The idea is to put the check on assignments to NotNull, not on usage
of it.

This is like allowing assigning 'Object' references to 'Exception' references and adding a runtime check that the dynamic type actually
conforms to 'Exception'.

The current behaviour is like always allowing assigning 'Object' to 'Exception' but crashing when a method that is not present in 'Object'
is called on an 'Exception' reference pointing to an 'Object'.

Obviously both of those behaviours are not very sensible.

What he is suggesting is something like this:

// TODO: Add template constraints

struct AnActual(T){
    private T payload;
    public T _upcastToNullable(){ return payload; }
    alias _upcastToNullable this;
    @disable this();
    private this(T t){ payload = t; }
}

// ...

// Obviously here should be:

auto match(alias therecase, alias nullcase,T)(T t){
    if(t !is null) return therecase(AnActual!T(t));
    return nullcase();
}

// ...
// the following suffers from the inability to use a private
// constructor to build a non-nullable object...
auto New(T,S...)(S args){ return AnActual!T(new T(args)); }


If you put these declarations in their own module, then the guarantee that AnActual!T does not contain null can be provided _statically_ without any runtime checks. (modulo unsafe constructs, as always.)


This still does not prevent dereferencing nullable pointers.

Yay, at least someone understood what I meant!
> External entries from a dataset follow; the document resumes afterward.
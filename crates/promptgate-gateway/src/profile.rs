//! Caller profile resolution
//!
//! Subscription and preference lookup lives outside this service; the
//! gateway only needs the handful of fields that steer the pipeline, so it
//! talks to the account system through this seam. The static resolver
//! stands in when no account system is wired up (single-tenant deploys and
//! tests).

use async_trait::async_trait;
use promptgate_core::{Result, Tier};

/// Pipeline-relevant facts about the calling profile
#[derive(Debug, Clone)]
pub struct CallerProfile {
    /// Profile owner, if the key maps to a user
    pub user_id: Option<String>,

    /// Subscription tier
    pub tier: Tier,

    /// Whether reputation auto-blocking is enabled for this profile
    pub auto_block_enabled: bool,

    /// Whether this profile participates in collective intelligence
    pub share_intelligence: bool,
}

impl Default for CallerProfile {
    fn default() -> Self {
        Self {
            user_id: None,
            tier: Tier::Free,
            auto_block_enabled: false,
            share_intelligence: true,
        }
    }
}

/// Seam to the external account system
#[async_trait]
pub trait ProfileResolver: Send + Sync {
    /// Resolve an API key to a profile; `None` means the key is unknown
    async fn resolve(&self, api_key: &str) -> Result<Option<CallerProfile>>;
}

/// Accepts any non-empty key and returns a fixed profile
pub struct StaticProfileResolver {
    profile: CallerProfile,
}

impl StaticProfileResolver {
    /// Resolver handing out the given profile
    pub fn new(profile: CallerProfile) -> Self {
        Self { profile }
    }
}

impl Default for StaticProfileResolver {
    fn default() -> Self {
        Self::new(CallerProfile::default())
    }
}

#[async_trait]
impl ProfileResolver for StaticProfileResolver {
    async fn resolve(&self, api_key: &str) -> Result<Option<CallerProfile>> {
        if api_key.trim().is_empty() {
            return Ok(None);
        }
        Ok(Some(self.profile.clone()))
    }
}

#[cfg(test)]
mod tests {
    use super::*;

    #[tokio::test]
    async fn test_empty_key_rejected() {
        let resolver = StaticProfileResolver::default();
        assert!(resolver.resolve("").await.unwrap().is_none());
        assert!(resolver.resolve("  ").await.unwrap().is_none());
    }

    #[tokio::test]
    async fn test_any_key_resolves_static_profile() {
        let resolver = StaticProfileResolver::new(CallerProfile {
            tier: Tier::Paid,
            auto_block_enabled: true,
            ..Default::default()
        });
        let profile = resolver.resolve("pg_live_abc123").await.unwrap().unwrap();
        assert_eq!(profile.tier, Tier::Paid);
        assert!(profile.auto_block_enabled);
    }
}
//! PromptGate Gateway
//!
//! The HTTP surface and the orchestrator that sequences the validation
//! cascade: instant patterns, external-reference triage, IP admission,
//! session analysis, and the two-pass model judge, with early exits and
//! per-stage cost/latency accounting.
//!
//! Integrator contract at the network boundary: callers should treat this
//! service as fail-open. If the gateway itself is unreachable, allow the
//! underlying user action and retry validation later; blocking all traffic
//! on a validation outage is worse than a temporary loss of protection.
//! Inside the pipeline the judge stage fails closed - the fail-open
//! guidance applies only to the caller's own request to this service.

pub mod config;
pub mod pipeline;
pub mod profile;
pub mod routes;

pub use config::{Cli, GatewayConfig, JudgeSettings};
pub use pipeline::{Orchestrator, PipelineOutcome};
pub use profile::{CallerProfile, ProfileResolver, StaticProfileResolver};
pub use routes::{create_router, AppState};
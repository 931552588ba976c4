//! PromptGate Judge
//!
//! The protocol-hardened two-pass model judge. Each pass is an isolated
//! call to an ordered list of candidate backend models with fallback on
//! failure or timeout. The untrusted text never enters the instruction
//! channel: it travels as a JSON data payload in the user role, while a
//! per-call random nonce in the system instructions must be echoed back in
//! the structured response. A response that loses the nonce is rejected as
//! a possible injection into the judge itself, regardless of its verdict.

pub mod client;
pub mod judge;
pub mod protocol;

pub use client::{CompletionClient, CompletionOutcome, CompletionRequest, HttpCompletionClient, ModelSpec};
pub use judge::{JudgeConfig, ModelJudge};
pub use protocol::{Pass1Evaluation, Pass1Response, Pass2Evaluation, Pass2Response, RiskLevel};

/// Prelude for convenient imports
pub mod prelude {
    pub use crate::client::{CompletionClient, HttpCompletionClient, ModelSpec};
    pub use crate::judge::{JudgeConfig, ModelJudge};
    pub use crate::protocol::{Pass1Response, Pass2Response, RiskLevel};
}
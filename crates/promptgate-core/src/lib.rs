//! PromptGate Core
//!
//! Core types, error taxonomy, and store primitives shared across PromptGate
//! components.
//!
//! This crate provides:
//! - The validation request/verdict data model
//! - Threat, stage, and recommendation vocabularies
//! - The workspace error type and result alias
//! - A TTL-aware key-value map used by the in-memory store implementations

pub mod error;
pub mod store;
pub mod types;

pub use error::{Error, Result};
pub use store::{with_store_timeout, TtlMap};
pub use types::{
    Recommendation, Stage, ThreatKind, Tier, ValidationMode, ValidationRequest, ValidationVerdict,
    MAX_PROMPT_BYTES,
};

/// Prelude module for convenient imports
pub mod prelude {
    pub use crate::error::{Error, Result};
    pub use crate::types::{
        Recommendation, Stage, ThreatKind, Tier, ValidationMode, ValidationRequest,
        ValidationVerdict,
    };
}
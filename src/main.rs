mod cli;
mod error;
mod hardware;
mod output;
mod render;
#[cfg(test)]
mod testing;

use clap::Parser;
use cli::Cli;
use hardware::gather_system_info;
use output::{output_data, print_error};
use tracing_subscriber::EnvFilter;

fn main() {
    let cli = Cli::parse();

    tracing_subscriber::fmt()
        .with_env_filter(EnvFilter::new(cli.log_filter()))
        .with_writer(std::io::stderr)
        .init();

    let snapshot = gather_system_info();

    if let Err(e) = output_data(&snapshot, cli.format) {
        print_error(&e.to_string());
        std::process::exit(1);
    }
}
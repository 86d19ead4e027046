use clap::{Parser, ValueEnum};

#[derive(Parser)]
#[command(author, version, about, long_about = None)]
#[command(name = "hwsnap")]
#[command(about = "Show a snapshot of this machine's CPU, motherboard, RAM, GPU and storage")]
pub struct Cli {
    /// Output format
    #[arg(short, long, value_enum, default_value_t = OutputFormat::Pretty)]
    pub format: OutputFormat,

    /// Log each collection step to stderr
    #[arg(short, long)]
    pub verbose: bool,
}

#[derive(Copy, Clone, Debug, PartialEq, Eq, ValueEnum)]
pub enum OutputFormat {
    Pretty,
    Json,
    Yaml,
}

impl Cli {
    /// Log filter directive for the subscriber.
    pub fn log_filter(&self) -> &'static str {
        if self.verbose {
            "hwsnap=debug"
        } else {
            "warn"
        }
    }
}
It would be nice if things like "new" had some way to express that it will never return "null" so that there's no need to wrap it in "New" or use "assumeNotNull".

Perhaps "new" could return a special internal type, similar to "typeof(null)" which normally is immediately converted to a normal pointer or class instance, but which "NotNull" could provide an overload for. This could also be used to avoid the necessity of "assumeUnique" on new objects, and I'm sure there are a bunch of other use-cases too.